Finding A Job That Is A Good Match

As much as companies are looking to find the “right” candidate, you too need to be diligent about finding the company and job that is right for you. The below is a sampling of questions to ask yourself prior to starting a job search:

Do I prefer working with people, systems or information?
Do I enjoy working with children, the elderly, underprivileged, mid-level management, executive management, etc.?
Do I like working with a lot of processes?
Do I enjoy working with information in the form of numbers, visual graphics, copy, etc.?
Do I imagine myself working in corporate America, at a small, privately-held company or non-profit company?
Do I fit in better with a casual or formal work environment?

Once you’re job searching, some of the things you’ll want to consider about each company and job you’re taking a serious look at are:

Salary and benefits—although some items are obvious, check out extras like, a 401k match program, tuition reimbursement, flexible hours or telecommuting options, etc.

Location—as it relates to your commute and/or impact on your cost-of-living.
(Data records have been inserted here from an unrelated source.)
//! Dependency records.
//!
//! A project declares two overlapping dependency lists: `build` (needed to
//! produce its artifacts) and `lint` (everything referenced, including
//! type-only references). `build` is always a subset of `lint`.

use std::collections::{BTreeMap, BTreeSet};

use serde::{Deserialize, Serialize};

use crate::core::label::Label;

/// How a dependency is declared in a project config's `[deps]` table.
#[derive(Debug, Clone, Copy, PartialEq, Eq, Hash, PartialOrd, Ord, Serialize, Deserialize)]
#[serde(rename_all = "lowercase")]
pub enum DependencyKind {
    Build,
    Lint,
}

impl DependencyKind {
    pub fn as_str(&self) -> &'static str {
        match self {
            DependencyKind::Build => "build",
            DependencyKind::Lint => "lint",
        }
    }
}

/// One extracted dependency.
///
/// `value` is either a workspace label (`//libs/ui`) or an external module
/// root (`react`, `@scope/pkg`).
#[derive(Debug, Clone, PartialEq, Eq, Hash, PartialOrd, Ord, Serialize, Deserialize)]
pub struct Dependency {
    pub value: String,
    pub build: bool,
    pub lint: bool,
}

impl Dependency {
    pub fn build(value: impl Into<String>) -> Self {
        Dependency {
            value: value.into(),
            build: true,
            lint: true,
        }
    }

    pub fn lint(value: impl Into<String>) -> Self {
        Dependency {
            value: value.into(),
            build: false,
            lint: true,
        }
    }

    /// The strongest kind this dependency needs to be declared as.
    pub fn kind(&self) -> DependencyKind {
        if self.build {
            DependencyKind::Build
        } else {
            DependencyKind::Lint
        }
    }

    pub fn is_label(&self) -> bool {
        Label::is_label(&self.value)
    }
}

/// The resolved dependency lists of a project.
#[derive(Debug, Clone, Default, PartialEq, Eq)]
pub struct Dependencies {
    pub build: Vec<String>,
    pub lint: Vec<String>,
}

impl Dependencies {
    /// Build from a `[deps]` table: `"build"` entries land in both lists,
    /// `"lint"` entries only in `lint`.
    pub fn from_map(deps: &BTreeMap<String, DependencyKind>) -> Self {
        let mut build = BTreeSet::new();
        let mut lint = BTreeSet::new();

        for (name, kind) in deps {
            if *kind == DependencyKind::Build {
                build.insert(name.clone());
            }
            lint.insert(name.clone());
        }

        Dependencies {
            build: build.into_iter().collect(),
            lint: lint.into_iter().collect(),
        }
    }

    /// Build from extraction results. A dependency seen during the build
    /// pass is always also a lint dependency.
    pub fn from_extracted(deps: &[Dependency]) -> Self {
        let mut build = BTreeSet::new();
        let mut lint = BTreeSet::new();

        for dep in deps {
            if dep.build {
                build.insert(dep.value.clone());
                lint.insert(dep.value.clone());
            } else if dep.lint {
                lint.insert(dep.value.clone());
            }
        }

        Dependencies {
            build: build.into_iter().collect(),
            lint: lint.into_iter().collect(),
        }
    }

    /// Render back into a `[deps]` table.
    pub fn to_map(&self) -> BTreeMap<String, DependencyKind> {
        let mut map: BTreeMap<String, DependencyKind> = self
            .lint
            .iter()
            .map(|name| (name.clone(), DependencyKind::Lint))
            .collect();
        for name in &self.build {
            map.insert(name.clone(), DependencyKind::Build);
        }
        map
    }

    /// Workspace labels among `build ∪ lint`, sorted and de-duplicated.
    /// External module names are skipped.
    pub fn labels(&self) -> Vec<Label> {
        let names: BTreeSet<&str> = self
            .build
            .iter()
            .chain(self.lint.iter())
            .map(String::as_str)
            .filter(|name| Label::is_label(name))
            .collect();

        let mut labels: Vec<Label> = names
            .into_iter()
            .filter_map(|name| Label::parse(name).ok())
            .collect();
        labels.sort();
        labels
    }

    /// Labels in the `lint` list only.
    pub fn lint_labels(&self) -> Vec<Label> {
        self.lint
            .iter()
            .filter_map(|name| Label::parse(name).ok())
            .collect()
    }

    pub fn is_consistent(&self) -> bool {
        self.build.iter().all(|b| self.lint.contains(b))
    }
}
Career advancement—is this a job opportunity that will act as a stepping stone to a longer-range career goal?

Stability—is the company financially stable, is it a start-up company or has it been around for a while? What is its reputation in the industry and business and local community?

Work environment—is it laid back or fast paced, is it family-friendly, and what are the number of on and off-the-job hours required?

Values—do your values align with those of the company’s?

The above questions and considerations are just a starting point. If you haven’t already taken the Interest Assessment in Career Transitions, you will find value in doing so. Once you identifying what you’re looking for in a job, you’ll be able to better pinpoint those companies and jobs that are a good match.